My husband talks in his sleep, but only when he’s dog-tired.
Typically, it’s the kind of unintelligible drabble that
dissipates in a minute or two, followed by soft snoring (I’m sorry honey, did I
say snoring? I meant “breathing”). I’ve been known to talk in my sleep before,
but it hasn’t happened in quite a while (that we know of).
Recently I’ve discovered his subconscious has decided to
take this one-way conversation to the next level. The outcome of this hilarious
turn of events is my newfound appreciation for my husband’s surprisingly
tender-hearted advocacy for fantasy creatures, great and small.

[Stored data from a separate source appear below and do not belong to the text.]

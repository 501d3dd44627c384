// tests/integration_test.rs
use std::process::Command;

#[test]
fn test_toolbox_release_help() {
    let output = Command::new("cargo")
        .args(["run", "--quiet", "--bin", "toolbox-release", "--", "--help"])
        .output()
        .expect("Failed to execute command");

    assert!(output.status.success());
    let stdout = String::from_utf8(output.stdout).unwrap();
    assert!(stdout.contains("toolbox-release"));
    assert!(stdout.contains("release"));
    assert!(stdout.contains("validate"));
    assert!(stdout.contains("notes"));
}

#[test]
fn test_toolbox_release_version() {
    let output = Command::new("cargo")
        .args(["run", "--quiet", "--bin", "toolbox-release", "--", "--version"])
        .output()
        .expect("Failed to execute command");

    assert!(output.status.success());
    let stdout = String::from_utf8(output.stdout).unwrap();
    assert!(stdout.starts_with("toolbox-release "));
}

#[test]
fn test_malformed_version_exits_nonzero() {
    let output = Command::new("cargo")
        .args(["run", "--quiet", "--bin", "toolbox-release", "--", "release", "1.3"])
        .output()
        .expect("Failed to execute command");

    assert_eq!(output.status.code(), Some(1));
    let stderr = String::from_utf8(output.stderr).unwrap();
    assert!(stderr.contains("ERROR:"));
    assert!(stderr.contains("1.3"));
}

#[test]
fn test_validate_from_subdirectory_checks_repository_root() {
    let dir = tempfile::TempDir::new().unwrap();
    git2::Repository::init(dir.path()).unwrap();
    std::fs::write(
        dir.path().join("package.json"),
        r#"{"name": "nunjucks-toolbox", "version": "1.2.0", "description": "Nunjucks support"}"#,
    )
    .unwrap();
    std::fs::write(dir.path().join("messages.json"), r#"{"install": "messages/install.txt"}"#).unwrap();
    let snippets = dir.path().join("Snippets");
    std::fs::create_dir_all(&snippets).unwrap();

    let output = Command::new("cargo")
        .args([
            "run",
            "--quiet",
            "--manifest-path",
            concat!(env!("CARGO_MANIFEST_DIR"), "/Cargo.toml"),
            "--bin",
            "toolbox-release",
            "--",
            "validate",
        ])
        .current_dir(&snippets)
        .output()
        .expect("Failed to execute command");

    let stderr = String::from_utf8(output.stderr).unwrap();
    assert!(output.status.success(), "validate failed: {}", stderr);
    assert!(!stderr.contains("ERROR:"));
}

#[cfg(test)]
mod git_operations_tests {
    use git2::{Oid, Repository, Signature};
    use std::fs;
    use std::path::Path;
    use tempfile::TempDir;
    use toolbox_release::domain::TagPattern;
    use toolbox_release::git::{Git2Repository, Repository as _};
    use toolbox_release::ReleaseError;

    fn signature() -> Signature<'static> {
        Signature::now("Test User", "test@example.com").expect("Could not create signature")
    }

    /// Write `files`, stage them and commit with the given parents.
    fn commit_files(
        repo: &Repository,
        files: &[(&str, &str)],
        message: &str,
        parents: &[Oid],
        update_head: bool,
    ) -> Oid {
        let workdir = repo.workdir().unwrap().to_path_buf();
        let mut index = repo.index().expect("Could not get index");
        for (path, content) in files {
            let full = workdir.join(path);
            fs::create_dir_all(full.parent().unwrap()).unwrap();
            fs::write(&full, content).expect("Could not write file");
            index.add_path(Path::new(path)).expect("Could not add file to index");
        }
        index.write().expect("Could not write index");

        let tree = repo
            .find_tree(index.write_tree().expect("Could not write tree"))
            .expect("Could not find tree");
        let parents: Vec<git2::Commit> = parents
            .iter()
            .map(|oid| repo.find_commit(*oid).unwrap())
            .collect();
        let parent_refs: Vec<&git2::Commit> = parents.iter().collect();

        repo.commit(
            if update_head { Some("HEAD") } else { None },
            &signature(),
            &signature(),
            message,
            &tree,
            &parent_refs,
        )
        .expect("Could not create commit")
    }

    struct Fixture {
        dir: TempDir,
        base: Oid,
    }

    /// History: base (v1.0.0, v0.9.0) <- feat <- fix <- merge(fix, base)
    /// plus an unreachable commit tagged v2.0.0.
    fn setup_test_repo() -> Fixture {
        let dir = TempDir::new().expect("Could not create temp dir");
        let repo = Repository::init(dir.path()).expect("Could not init git repo");
        {
            let mut config = repo.config().expect("Could not get config");
            config.set_str("user.name", "Test User").unwrap();
            config.set_str("user.email", "test@example.com").unwrap();
        }

        let base = commit_files(
            &repo,
            &[("README.md", "# Toolbox 1.0.0\n"), ("package.json", "{}\n")],
            "Initial commit",
            &[],
            true,
        );
        let base_object = repo.find_object(base, None).unwrap();
        repo.tag("v1.0.0", &base_object, &signature(), "Release v1.0.0", false)
            .expect("Could not create annotated tag");
        repo.tag_lightweight("v0.9.0", &base_object, false).unwrap();

        let feat = commit_files(
            &repo,
            &[("Snippets/loop.sublime-snippet", "<snippet/>")],
            "feat: add loop snippet",
            &[base],
            true,
        );
        let fix = commit_files(
            &repo,
            &[("Syntaxes/Nunjucks.sublime-syntax", "name: Nunjucks\n")],
            "fix: correct regex\n\nEscape the closing brace.\n",
            &[feat],
            true,
        );
        let merge = {
            let tree = repo.find_commit(fix).unwrap().tree().unwrap();
            let parents = [&repo.find_commit(fix).unwrap(), &repo.find_commit(base).unwrap()];
            repo.commit(Some("HEAD"), &signature(), &signature(), "Merge branch 'side'", &tree, &parents)
                .unwrap()
        };
        repo.tag_lightweight("nightly", &repo.find_object(merge, None).unwrap(), false)
            .unwrap();

        let stray = commit_files(&repo, &[], "unreleased experiment", &[base], false);
        repo.tag_lightweight("v2.0.0", &repo.find_object(stray, None).unwrap(), false)
            .unwrap();

        Fixture { dir, base }
    }

    #[test]
    fn test_open_discovers_from_subdirectory() {
        let fixture = setup_test_repo();
        let repo = Git2Repository::open(fixture.dir.path().join("Snippets"))
            .expect("open() should discover the repository");
        assert_eq!(
            repo.workdir().canonicalize().unwrap(),
            fixture.dir.path().canonicalize().unwrap()
        );
    }

    #[test]
    fn test_latest_tag_is_reachable_and_highest() {
        let fixture = setup_test_repo();
        let repo = Git2Repository::open(fixture.dir.path()).unwrap();

        assert_eq!(
            repo.latest_tag(&TagPattern::default()).unwrap(),
            Some("v1.0.0".to_string())
        );
    }

    #[test]
    fn test_latest_tag_none_without_release_tags() {
        let dir = TempDir::new().unwrap();
        let raw = Repository::init(dir.path()).unwrap();
        commit_files(&raw, &[("README.md", "x")], "Initial commit", &[], true);

        let repo = Git2Repository::open(dir.path()).unwrap();
        assert_eq!(repo.latest_tag(&TagPattern::default()).unwrap(), None);
    }

    #[test]
    fn test_commits_since_skips_merges() {
        let fixture = setup_test_repo();
        let repo = Git2Repository::open(fixture.dir.path()).unwrap();

        let commits = repo.commits_since("v1.0.0").unwrap();
        let subjects: Vec<&str> = commits.iter().map(|c| c.subject.as_str()).collect();
        assert_eq!(subjects, vec!["fix: correct regex", "feat: add loop snippet"]);
        assert_eq!(commits[0].body, "Escape the closing brace.");
        assert!(commits.iter().all(|c| c.hash.len() == 7));
    }

    #[test]
    fn test_commits_since_unknown_tag() {
        let fixture = setup_test_repo();
        let repo = Git2Repository::open(fixture.dir.path()).unwrap();
        assert!(matches!(repo.commits_since("v9.9.9"), Err(ReleaseError::Tag(_))));
    }

    #[test]
    fn test_changed_paths_since_tag() {
        let fixture = setup_test_repo();
        let repo = Git2Repository::open(fixture.dir.path()).unwrap();

        let paths: Vec<String> = repo
            .changed_paths_since("v1.0.0")
            .unwrap()
            .into_iter()
            .collect();
        assert_eq!(
            paths,
            vec!["Snippets/loop.sublime-snippet", "Syntaxes/Nunjucks.sublime-syntax"]
        );
    }

    #[test]
    fn test_commit_paths_stages_only_listed_files() {
        let fixture = setup_test_repo();
        let root = fixture.dir.path();
        fs::write(root.join("package.json"), "{\"version\": \"1.1.0\"}\n").unwrap();
        fs::write(root.join("scratch.txt"), "not part of the release").unwrap();

        let repo = Git2Repository::open(root).unwrap();
        let hash = repo
            .commit_paths(&["package.json".to_string()], "Release v1.1.0\n\nUpdated files:\n")
            .unwrap();

        let raw = Repository::open(root).unwrap();
        let head = raw.head().unwrap().peel_to_commit().unwrap();
        assert_eq!(head.id().to_string(), hash);
        assert_eq!(head.summary(), Some("Release v1.1.0"));
        let tree = head.tree().unwrap();
        assert!(tree.get_path(Path::new("package.json")).is_ok());
        assert!(tree.get_path(Path::new("scratch.txt")).is_err());
    }

    #[test]
    fn test_annotated_tag_is_never_overwritten() {
        let fixture = setup_test_repo();
        let repo = Git2Repository::open(fixture.dir.path()).unwrap();

        repo.create_annotated_tag("v1.1.0", "Nunjucks Toolbox v1.1.0")
            .unwrap();
        assert!(repo.tag_exists("v1.1.0").unwrap());

        let raw = Repository::open(fixture.dir.path()).unwrap();
        let tag = raw
            .find_reference("refs/tags/v1.1.0")
            .unwrap()
            .peel_to_tag()
            .expect("tag should be annotated");
        assert_eq!(tag.message(), Some("Nunjucks Toolbox v1.1.0"));

        assert!(matches!(
            repo.create_annotated_tag("v1.0.0", "again"),
            Err(ReleaseError::Tag(_))
        ));
        // The original v1.0.0 still points at the base commit
        let original = raw.find_reference("refs/tags/v1.0.0").unwrap();
        assert_eq!(original.peel_to_commit().unwrap().id(), fixture.base);
    }

    #[test]
    fn test_push_branch_and_tag_to_local_remote() {
        let fixture = setup_test_repo();
        let remote_dir = TempDir::new().unwrap();
        let bare = Repository::init_bare(remote_dir.path()).unwrap();

        let raw = Repository::open(fixture.dir.path()).unwrap();
        raw.remote("origin", remote_dir.path().to_str().unwrap())
            .unwrap();

        let repo = Git2Repository::open(fixture.dir.path()).unwrap();
        assert_eq!(
            repo.remote_url("origin").unwrap().as_deref(),
            remote_dir.path().to_str()
        );
        assert_eq!(repo.remote_url("upstream").unwrap(), None);

        let branch = repo.current_branch().unwrap();
        repo.create_annotated_tag("v1.1.0", "Nunjucks Toolbox v1.1.0")
            .unwrap();
        repo.push("origin", &branch, "v1.1.0").unwrap();

        assert!(bare.find_reference("refs/tags/v1.1.0").is_ok());
        assert!(bare
            .find_reference(&format!("refs/heads/{}", branch))
            .is_ok());
    }

    #[test]
    fn test_push_to_missing_remote() {
        let fixture = setup_test_repo();
        let repo = Git2Repository::open(fixture.dir.path()).unwrap();
        let branch = repo.current_branch().unwrap();
        assert!(matches!(
            repo.push("origin", &branch, "v1.0.0"),
            Err(ReleaseError::Remote(_))
        ));
    }
}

One night when we were out of town, my husband fell asleep
while watching a movie. I tried to get some sleep myself, but mere moments
after turning out the lights, I heard the quiet, concerned murmurings of my
husband lying next to me:
“Humpty Dumpty….”
“Why can’t they put him back together?”
I opened my eyes, wondering if he was awake. I had my back
turned to him, so it was hard to tell. He repeated the same question, a slur in
his voice:
“Why can’t they fix Humpty Dumpty?”
“Send all the knights and horses…”
I snorted, grabbing the pillow under my head to stifle it.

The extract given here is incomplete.